You’re Invited: 2nd Annual Ladies Tea & Bike Social

You are cordially invited to our second annual Ladies Tea & Bike Social on Saturday the sixteenth of August, twenty-fourteen at eleven o’clock in the morning at the Elizabeth Gamble Garden in Palo Alto, California.

It’s back! Our garden party was such a success last year, we’re repeating it this year. What can you expect at a ladies tea and bike social? Twenty or so bicycle-loving ladies, gathered to share “laughter, stories, advice and new friends. Cucumber sandwiches, macaroons, cookies and fruit. Nicely hot tea poured from real tea pots into tea cups of all shapes, sizes and styles, just like the women.” That’s what I wrote after last year’s party.

Ladies Tea Table
We’ll host our garden party once again at the Elizabeth Gamble Gardens, where you can stroll the historic estate of the heir to the Proctor & Gamble fortune. Bequeathed to the city of Palo Alto with Elizabeth’s death in 1981, the impeccably maintained grounds include a cut flower garden, vegetable plots, fruit trees and a shade garden between the main house and the carriage and tea houses. Our ladies tea is timed to catch the dahlias and zinnias in bloom, apples ripening in the orchard and pumpkins in the vegetable garden. The weather will likely be warm in the sun, but comfortable under the old oak trees where we’ll have our tea.

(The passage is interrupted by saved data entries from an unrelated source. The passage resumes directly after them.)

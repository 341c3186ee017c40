// Files every server directory gets: launch script, EULA acceptance, server.properties

use std::path::Path;

use chrono::Utc;

use crate::constants::DEFAULT_XMS_MB;
use crate::model::{JavaInstallation, ServerType};

use super::LaunchTarget;

/// Stock server.properties entries, in the order the vanilla server writes them.
const DEFAULT_PROPERTIES: &[(&str, &str)] = &[
    ("max-players", "20"),
    ("online-mode", "true"),
    ("white-list", "false"),
    ("level-name", "world"),
    ("level-type", "minecraft\\:normal"),
    ("gamemode", "survival"),
    ("difficulty", "easy"),
    ("hardcore", "false"),
    ("pvp", "true"),
    ("spawn-protection", "16"),
    ("spawn-monsters", "true"),
    ("spawn-animals", "true"),
    ("spawn-npcs", "true"),
    ("allow-nether", "true"),
    ("allow-flight", "false"),
    ("enable-command-block", "false"),
    ("max-world-size", "29999984"),
    ("view-distance", "10"),
    ("resource-pack", ""),
    ("resource-pack-sha1", ""),
    ("motd", "A Minecraft Server"),
];

/// Single-quote `value` for POSIX sh.
fn shell_quote(value: &str) -> String {
    format!("'{}'", value.replace('\'', r"'\''"))
}

/// `start.sh` launching the server from its own directory.
pub fn start_script(java: &JavaInstallation, ram_mb: u32, port: u16, target: &LaunchTarget) -> String {
    let xms = DEFAULT_XMS_MB.min(ram_mb);
    let launch = match target {
        LaunchTarget::Jar(jar) => format!("-jar {}", shell_quote(&jar.to_string_lossy())),
        LaunchTarget::ArgsFile(args) => format!("@{}", shell_quote(&args.to_string_lossy())),
    };

    format!(
        "#!/bin/sh\n\
         # Generated by svforge\n\
         cd \"$(dirname \"$0\")\" || exit 1\n\
         exec {java} -Xmx{ram}M -Xms{xms}M {launch} --port {port} nogui \"$@\"\n",
        java = shell_quote(&java.executable_path.to_string_lossy()),
        ram = ram_mb,
        xms = xms,
        launch = launch,
        port = port,
    )
}

pub fn eula() -> String {
    format!(
        "#By changing the setting below to TRUE you are indicating your agreement to the EULA (https://aka.ms/MinecraftEULA).\n\
         #{}\n\
         eula=true\n",
        Utc::now().format("%a %b %d %H:%M:%S UTC %Y")
    )
}

/// Defaults plus the requested port; Leaf gets its own motd and simulation distance.
pub fn server_properties(server_type: ServerType, port: u16) -> String {
    let mut out = String::from("#Minecraft server properties\n#Generated by svforge\n");
    out.push_str(&format!("server-port={}\n", port));

    for (key, value) in DEFAULT_PROPERTIES {
        let value = match (server_type, *key) {
            (ServerType::Leaf, "motd") => "A Minecraft Server powered by Leaf",
            _ => *value,
        };
        out.push_str(&format!("{}={}\n", key, value));
    }

    if server_type == ServerType::Leaf {
        out.push_str("simulation-distance=10\n");
    }
    out
}

/// Write `contents` and mark the file executable.
pub fn write_executable(path: &Path, contents: &str) -> std::io::Result<()> {
    std::fs::write(path, contents)?;
    #[cfg(unix)]
    {
        use std::os::unix::fs::PermissionsExt;
        std::fs::set_permissions(path, std::fs::Permissions::from_mode(0o755))?;
    }
    Ok(())
}

#[cfg(test)]
mod tests {
    use super::*;
    use std::path::PathBuf;

    fn java() -> JavaInstallation {
        JavaInstallation {
            major_version: 21,
            executable_path: PathBuf::from("/usr/lib/jvm/java-21-openjdk/bin/java"),
            is_managed: false,
        }
    }

    #[test]
    fn test_start_script_embeds_java_ram_and_port() {
        let script = start_script(
            &java(),
            4096,
            25566,
            &LaunchTarget::Jar(PathBuf::from("paper-1.21.8-60.jar")),
        );
        assert!(script.starts_with("#!/bin/sh\n"));
        assert!(script.contains("'/usr/lib/jvm/java-21-openjdk/bin/java'"));
        assert!(script.contains("-Xmx4096M -Xms512M"));
        assert!(script.contains("-jar 'paper-1.21.8-60.jar' --port 25566 nogui"));
    }

    #[test]
    fn test_small_heap_lowers_initial_heap() {
        let script = start_script(&java(), 512, 25565, &LaunchTarget::Jar(PathBuf::from("s.jar")));
        assert!(script.contains("-Xmx512M -Xms512M"));
    }

    #[test]
    fn test_args_file_launch() {
        let script = start_script(
            &java(),
            2048,
            25565,
            &LaunchTarget::ArgsFile(PathBuf::from(
                "libraries/net/minecraftforge/forge/1.20.1-47.4.0/unix_args.txt",
            )),
        );
        assert!(script.contains("@'libraries/net/minecraftforge/forge/1.20.1-47.4.0/unix_args.txt'"));
        assert!(!script.contains("-jar"));
    }

    #[test]
    fn test_quotes_paths_with_spaces_and_quotes() {
        assert_eq!(shell_quote("/opt/my java/bin/java"), "'/opt/my java/bin/java'");
        assert_eq!(shell_quote("it's"), r"'it'\''s'");
    }

    #[test]
    fn test_properties() {
        let props = server_properties(ServerType::Paper, 25566);
        assert!(props.contains("server-port=25566\n"));
        assert!(props.contains("max-players=20\n"));
        assert!(props.contains("motd=A Minecraft Server\n"));
        assert!(!props.contains("simulation-distance"));

        let leaf = server_properties(ServerType::Leaf, 25565);
        assert!(leaf.contains("motd=A Minecraft Server powered by Leaf\n"));
        assert!(leaf.contains("simulation-distance=10\n"));
    }

    #[test]
    fn test_eula_is_accepted() {
        assert!(eula().ends_with("eula=true\n"));
    }
}
mod cli;
mod commands;
mod config;
mod ui;
mod validation;

use clap::Parser;
use cli::{Cli, Commands};
use config::Settings;

fn init_logging(debug: bool, configured: &str) {
    let level = if debug { "debug" } else { configured };
    env_logger::Builder::from_env(env_logger::Env::default().default_filter_or(level))
        .format_timestamp(None)
        .init();
}

async fn run(cli: Cli) -> anyhow::Result<i32> {
    // A reset must work even when the current file no longer parses
    let settings = match &cli.command {
        Commands::Config { reset: true, .. } => Settings::default(),
        _ => Settings::load_or_create()?,
    };
    init_logging(cli.debug, &settings.logging.level);
    ui::configure(settings.ui.color, settings.ui.progress);

    match &cli.command {
        Commands::Install(args) => commands::install::install(args, &settings).await,
        Commands::Versions { server_type, limit } => {
            commands::versions::versions(*server_type, *limit, &settings).await
        }
        Commands::List => commands::list::list(&settings),
        Commands::System { json } => commands::system::system(*json, &settings).await,
        Commands::Cache { action } => commands::cache::cache(action, &settings),
        Commands::Config { show, reset } => commands::config::config(*show, *reset, &settings),
    }
}

#[tokio::main]
async fn main() {
    let cli = Cli::parse();

    let code = match run(cli).await {
        Ok(code) => code,
        Err(e) => {
            ui::error(&format!("{:#}", e));
            1
        }
    };
    std::process::exit(code);
}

We’ll bring the tea, we ask you to bring your favorite tea cup and cookies or a tea time snack to share. Hats and gloves are encouraged, but not required. What’s important is bringing a desire to meet other women who ride in our area to share stories, to swap advice and to relax with other women who have a passion for bikes.

Gamble Garden Gazebo

For those riding up from the south or arriving by Caltrain, I’ll also be leading a pre-party ride starting at Caltrain’s San Antonio Station in Mountain View at 10:25, timed for the arrivals of the #427 train from San Jose & #424 train from San Francisco. The route is about four flat miles one-way along low traffic, mostly shady residential streets. I’ll be pulling a trailer full of tea, teapots and tablecloths, so the pace will be city cruise easy.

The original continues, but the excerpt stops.